Woman jailed for stealing £51,000 from her company

A 38-YEAR-old woman was yesterday sentenced to 18 months in jail for stealing around £51,000 in the space of three years from the Nicosia company she worked for.

Miranda Gavril was arrested in June 2002 after the owner of the company reported that she had stolen £51,383 between 1999 and 2002.

The defendant admitted to stealing the money, the court heard.

Her lawyer asked the court for leniency, citing his client’s serious medical problems as well as her family situation.

Gavril has to receive frequent medical treatment and follow a special diet, while avoiding damp, dusty spaces and cigarette smoke.

She has to undergo frequent blood tests and at the same time take care of her sick, elderly parents who live on disability pensions, the defence said.

Gavril, who assisted the authorities in the case, asked for the leniency of the court and put her act down to frivolity.
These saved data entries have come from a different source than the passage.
use std::sync::Arc;

use anyhow::Result;
use engine_core::{
    AccountSource, ConvertAction, ConvertError, ConvertState, ExchangeClient, MarketHandle,
    MarketInfo, Metrics, Notification, Notifier, OrderAck, Store, TokenAccount,
    TokenAccountSource, TokenPairIndex,
};
use parking_lot::RwLock;
use solana_sdk::pubkey::Pubkey;
use tracing::{debug, info, warn};

use crate::balance::BalanceAggregator;
use crate::composer::{ComposedOrder, OrderComposer};
use crate::config::ConvertConfig;
use crate::resolver::MarketResolver;

/// Clears the in-progress flag on every exit path of a conversion.
struct Converting<'a>(&'a Store<ConvertState>);

impl Drop for Converting<'_> {
    fn drop(&mut self) {
        self.0.dispatch(ConvertAction::ConvertFinished);
    }
}

/// The convert form: token selection, balance, size and submission.
pub struct ConvertSession<E: ExchangeClient + 'static> {
    store: Arc<Store<ConvertState>>,
    markets: RwLock<Arc<Vec<MarketInfo>>>,
    pairs: RwLock<TokenPairIndex>,
    resolver: MarketResolver<E>,
    balance: BalanceAggregator<E>,
    composer: OrderComposer<E>,
    tokens: Arc<dyn TokenAccountSource>,
    token_accounts: RwLock<Vec<TokenAccount>>,
    notifier: Arc<dyn Notifier>,
    metrics: Arc<Metrics>,
    owner: Pubkey,
}

impl<E: ExchangeClient + 'static> ConvertSession<E> {
    pub fn new(
        exchange: Arc<E>,
        accounts: Arc<dyn AccountSource>,
        tokens: Arc<dyn TokenAccountSource>,
        notifier: Arc<dyn Notifier>,
        metrics: Arc<Metrics>,
        owner: Pubkey,
        cfg: &ConvertConfig,
    ) -> Self {
        let store = Arc::new(Store::<ConvertState>::default());
        Self {
            resolver: MarketResolver::new(
                exchange.clone(),
                store.clone(),
                notifier.clone(),
                metrics.clone(),
            ),
            balance: BalanceAggregator::new(exchange.clone()),
            composer: OrderComposer::new(exchange, accounts, metrics.clone(), cfg.cross_ticks),
            store,
            markets: RwLock::new(Arc::new(Vec::new())),
            pairs: RwLock::new(TokenPairIndex::default()),
            tokens,
            token_accounts: RwLock::new(Vec::new()),
            notifier,
            metrics,
            owner,
        }
    }

    pub fn store(&self) -> &Arc<Store<ConvertState>> {
        &self.store
    }

    pub fn state(&self) -> ConvertState {
        self.store.snapshot()
    }

    pub fn owner(&self) -> &Pubkey {
        &self.owner
    }

    /// Replaces the market list and rebuilds the token-pair index.
    pub fn set_markets(&self, markets: Vec<MarketInfo>) {
        let index = TokenPairIndex::build(&markets);
        debug!(target: "convert", markets = markets.len(), tokens = index.len(), "market list updated");
        *self.pairs.write() = index;
        *self.markets.write() = Arc::new(markets);
    }

    pub fn markets(&self) -> Arc<Vec<MarketInfo>> {
        self.markets.read().clone()
    }

    pub fn tokens(&self) -> Vec<String> {
        self.pairs.read().tokens().map(str::to_string).collect()
    }

    pub fn neighbors(&self, token: &str) -> Vec<String> {
        self.pairs
            .read()
            .neighbors(token)
            .into_iter()
            .map(str::to_string)
            .collect()
    }

    pub fn token_accounts(&self) -> Vec<TokenAccount> {
        self.token_accounts.read().clone()
    }

    /// Selects the token to convert from. Load failures are notified and returned.
    pub async fn select_from(
        &self,
        token: Option<String>,
    ) -> Result<Option<Arc<MarketHandle>>, ConvertError> {
        self.store.dispatch(ConvertAction::SelectFrom(token));
        self.reload_market().await
    }

    pub async fn select_to(
        &self,
        token: Option<String>,
    ) -> Result<Option<Arc<MarketHandle>>, ConvertError> {
        self.store.dispatch(ConvertAction::SelectTo(token));
        self.reload_market().await
    }

    pub fn set_size(&self, size: Option<f64>) {
        self.store.dispatch(ConvertAction::SetSize(size));
    }

    /// Copies the current balance into the size field; false when it is unknown.
    pub fn use_max(&self) -> bool {
        self.store.dispatch(ConvertAction::UseMax)
    }

    async fn reload_market(&self) -> Result<Option<Arc<MarketHandle>>, ConvertError> {
        let (from, to) = self
            .store
            .read(|s| (s.from_token.clone(), s.to_token.clone()));
        let markets = self.markets();
        let market = self
            .resolver
            .resolve(&markets, from.as_deref(), to.as_deref())
            .await?;
        if market.is_some() {
            self.refresh_balance().await;
        }
        Ok(market)
    }

    /// Fetches the owner's token accounts, then recomputes the balance.
    pub async fn refresh_token_accounts(&self) -> Result<usize> {
        let accounts = self.tokens.token_accounts(&self.owner).await?;
        let n = accounts.len();
        *self.token_accounts.write() = accounts;
        self.refresh_balance().await;
        Ok(n)
    }

    /// Recomputes the balance of the from-token for the current market.
    pub async fn refresh_balance(&self) -> Option<f64> {
        let (seq, market, from) = self
            .store
            .read(|s| (s.market_seq, s.market.clone(), s.from_token.clone()));
        let (Some(market), Some(from)) = (market, from) else {
            return None;
        };
        let accounts = self.token_accounts();
        let balance = match self
            .balance
            .compute(&market, &from, &self.owner, &accounts)
            .await
        {
            Ok(b) => b,
            Err(e) => {
                warn!(target: "convert", market = %market.name(), error = %format!("{:#}", e), "balance unavailable");
                self.notifier.notify(Notification::error(
                    "Error loading balance",
                    Some(format!("{:#}", e)),
                ));
                None
            }
        };
        if !self
            .store
            .dispatch(ConvertAction::BalanceLoaded { seq, balance })
        {
            self.metrics.stale_results_discarded.inc();
            return None;
        }
        balance
    }

    /// Order that `convert` would send right now.
    pub async fn preview(&self) -> Result<ComposedOrder, ConvertError> {
        let state = self.store.snapshot();
        let from = state.from_token.as_deref().unwrap_or_default();
        let size = state.size.ok_or(ConvertError::InvalidSize)?;
        self.composer
            .compose(state.market.as_deref(), from, size)
            .await
    }

    /// Runs one conversion. Success clears the form; failure leaves it as it was.
    /// Either way the user is notified.
    pub async fn convert(&self) -> Result<OrderAck, ConvertError> {
        if !self.store.dispatch(ConvertAction::ConvertStarted) {
            let err = ConvertError::InProgress;
            self.notifier.notify(err.notification());
            return Err(err);
        }
        let _converting = Converting(&self.store);

        match self.place().await {
            Ok(ack) => {
                self.notifier
                    .notify(Notification::success("Order placed", Some(ack.signature.clone())));
                self.store.dispatch(ConvertAction::Reset);
                if let Err(err) = self.reload_market().await {
                    debug!(target: "convert", error = %err, "market reload after convert failed");
                }
                info!(target: "convert", signature = %ack.signature, "conversion sent");
                Ok(ack)
            }
            Err(err) => {
                self.notifier.notify(err.notification());
                Err(err)
            }
        }
    }

    async fn place(&self) -> Result<OrderAck, ConvertError> {
        let state = self.store.snapshot();
        let market = state.market.clone().ok_or(ConvertError::InvalidMarket)?;
        let from = state.from_token.as_deref().unwrap_or_default();
        let size = state.size.ok_or(ConvertError::InvalidSize)?;
        let order = self.composer.compose(Some(&market), from, size).await?;
        let accounts = self.token_accounts();
        self.composer
            .submit(&market, &order, &accounts, &self.owner)
            .await
    }
}

#[cfg(test)]
mod tests {
    use super::*;
    use crate::notify::RecordingNotifier;
    use crate::testkit::*;
    use engine_core::Side;

    struct Fixture {
        session: ConvertSession<MockExchange>,
        exchange: Arc<MockExchange>,
        accounts: Arc<MockAccounts>,
        notes: Arc<RecordingNotifier>,
        market: MarketHandle,
    }

    async fn fixture() -> Fixture {
        let market = handle("SOL/USDC");
        let exchange = Arc::new(MockExchange::default().with_market(market.clone()));
        *exchange.oo_balance.lock() = 0.25;
        let accounts = Arc::new(MockAccounts::default());
        accounts.set(market.asks, book_bytes(&[level(10.0, 4.0)]));
        accounts.set(market.bids, book_bytes(&[level(9.9, 4.0)]));
        let tokens = Arc::new(MockTokens::default());
        tokens.accounts.lock().extend([
            token_account(market.base_mint, 1_750_000_000, 9),
            token_account(market.quote_mint, 100_000_000, 6),
        ]);
        let notes = Arc::new(RecordingNotifier::new());
        let session = ConvertSession::new(
            exchange.clone(),
            accounts.clone(),
            tokens,
            notes.clone(),
            Metrics::unregistered(),
            Pubkey::new_unique(),
            &ConvertConfig::default(),
        );
        session.set_markets(vec![market.info.clone(), handle("SRM/USDC").info]);
        session.refresh_token_accounts().await.unwrap();
        Fixture {
            session,
            exchange,
            accounts,
            notes,
            market,
        }
    }

    #[tokio::test]
    async fn selection_loads_market_and_balance() {
        let f = fixture().await;
        assert_eq!(f.session.neighbors("USDC"), ["SOL", "SRM"]);
        f.session.select_from(Some("SOL".into())).await.unwrap();
        assert!(f.session.state().market.is_none());
        let m = f.session.select_to(Some("USDC".into())).await.unwrap().unwrap();
        assert_eq!(m.address(), f.market.address());
        let state = f.session.state();
        assert_eq!(state.balance, Some(2.0));
        assert!(f.session.use_max());
        assert_eq!(f.session.state().size, Some(2.0));
    }

    #[tokio::test]
    async fn native_sol_alone_offers_no_max() {
        let market = handle("SOL/USDC");
        let owner = Pubkey::new_unique();
        let exchange = Arc::new(MockExchange::default().with_market(market.clone()));
        let accounts = Arc::new(MockAccounts::default());
        accounts.set(market.bids, book_bytes(&[level(9.9, 4.0)]));
        let tokens = Arc::new(MockTokens::default());
        tokens.accounts.lock().push(TokenAccount {
            pubkey: owner,
            effective_mint: market.base_mint,
            amount: 5_000_000_000,
            decimals: 9,
        });
        let session = ConvertSession::new(
            exchange,
            accounts,
            tokens,
            Arc::new(RecordingNotifier::new()),
            Metrics::unregistered(),
            owner,
            &ConvertConfig::default(),
        );
        session.set_markets(vec![market.info.clone()]);
        session.refresh_token_accounts().await.unwrap();
        session.select_from(Some("SOL".into())).await.unwrap();
        assert!(session.select_to(Some("USDC".into())).await.unwrap().is_some());
        assert_eq!(session.state().balance, None);
        assert!(!session.use_max());
        assert_eq!(session.state().size, None);
    }

    #[tokio::test]
    async fn successful_convert_resets_the_form() {
        let f = fixture().await;
        f.session.select_from(Some("SOL".into())).await.unwrap();
        f.session.select_to(Some("USDC".into())).await.unwrap();
        f.session.set_size(Some(1.2345));
        let preview = f.session.preview().await.unwrap();
        assert_eq!(preview.side, Side::Sell);

        let ack = f.session.convert().await.unwrap();
        assert_eq!(ack.signature, "sig-place");
        let placed = f.exchange.placed.lock().clone();
        assert!((placed[0].size - 1.23).abs() < 1e-9);

        let state = f.session.state();
        assert!(state.from_token.is_none() && state.to_token.is_none());
        assert!(state.size.is_none() && state.balance.is_none());
        assert!(state.market.is_none());
        assert!(!state.converting);
        assert_eq!(f.notes.messages(), ["Order placed"]);
    }

    #[tokio::test]
    async fn missing_book_aborts_and_keeps_the_form() {
        let f = fixture().await;
        f.session.select_from(Some("USDC".into())).await.unwrap();
        f.session.select_to(Some("SOL".into())).await.unwrap();
        f.session.set_size(Some(5.0));
        f.accounts.data.lock().remove(&f.market.asks);
        let before = f.session.state();

        let err = f.session.convert().await.unwrap_err();
        assert_eq!(err, ConvertError::InvalidOrderbookData);
        let after = f.session.state();
        assert_eq!(after.from_token, before.from_token);
        assert_eq!(after.size, before.size);
        assert_eq!(after.balance, before.balance);
        assert!(!after.converting);
        assert_eq!(f.notes.messages(), ["Invalid orderbook data"]);
        assert!(f.exchange.placed.lock().is_empty());
    }

    #[tokio::test]
    async fn failed_market_load_is_returned_to_the_caller() {
        let f = fixture().await;
        f.session.select_from(Some("SRM".into())).await.unwrap();
        let err = f.session.select_to(Some("USDC".into())).await.unwrap_err();
        assert!(matches!(err, ConvertError::LoadMarket(_)));
        assert_eq!(err.message(), "Error loading market");
        assert!(f.session.state().market.is_none());
        assert_eq!(f.notes.messages(), ["Error loading market"]);
    }

    #[tokio::test]
    async fn convert_without_market_is_invalid() {
        let f = fixture().await;
        f.session.set_size(Some(1.0));
        assert_eq!(f.session.convert().await, Err(ConvertError::InvalidMarket));
        assert!(!f.session.state().converting);
    }

    #[tokio::test]
    async fn second_convert_while_busy_is_refused() {
        let f = fixture().await;
        f.session.store().dispatch(ConvertAction::ConvertStarted);
        assert_eq!(f.session.convert().await, Err(ConvertError::InProgress));
        // the refused call must not clear the flag owned by the running one
        assert!(f.session.state().converting);
    }
}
The offence carries a maximum jail term of 10 years.

In his decision, judge George Stylianides said he took into consideration the defendant’s health problems and personal and family circumstances.

“The defendant’s clean record, her admission in court and co-operation with the police authorities and her superiors towards the full investigation and resolution of the case, the health problems she and her parents are suffering from as well as her personal and family conditions, cannot be ignored by the court as mitigating factors,” the judge said.

The defendant had also accepted a court decision in a civil case regarding the money, which was also taken in consideration.

Stylianides sentenced Gavril to 18 months in jail and also presented the court’s argument against suspension of the sentence.

“The court orders a sentence to be suspended if it is justified by the total of the circumstances of the case and the personal situation of the defendant,” Stylianides said.

He went on to say that the mitigating circumstances accepted by the court did not justify a suspension of the sentence and neither did the personal situation of the defendant or the circumstances of the case.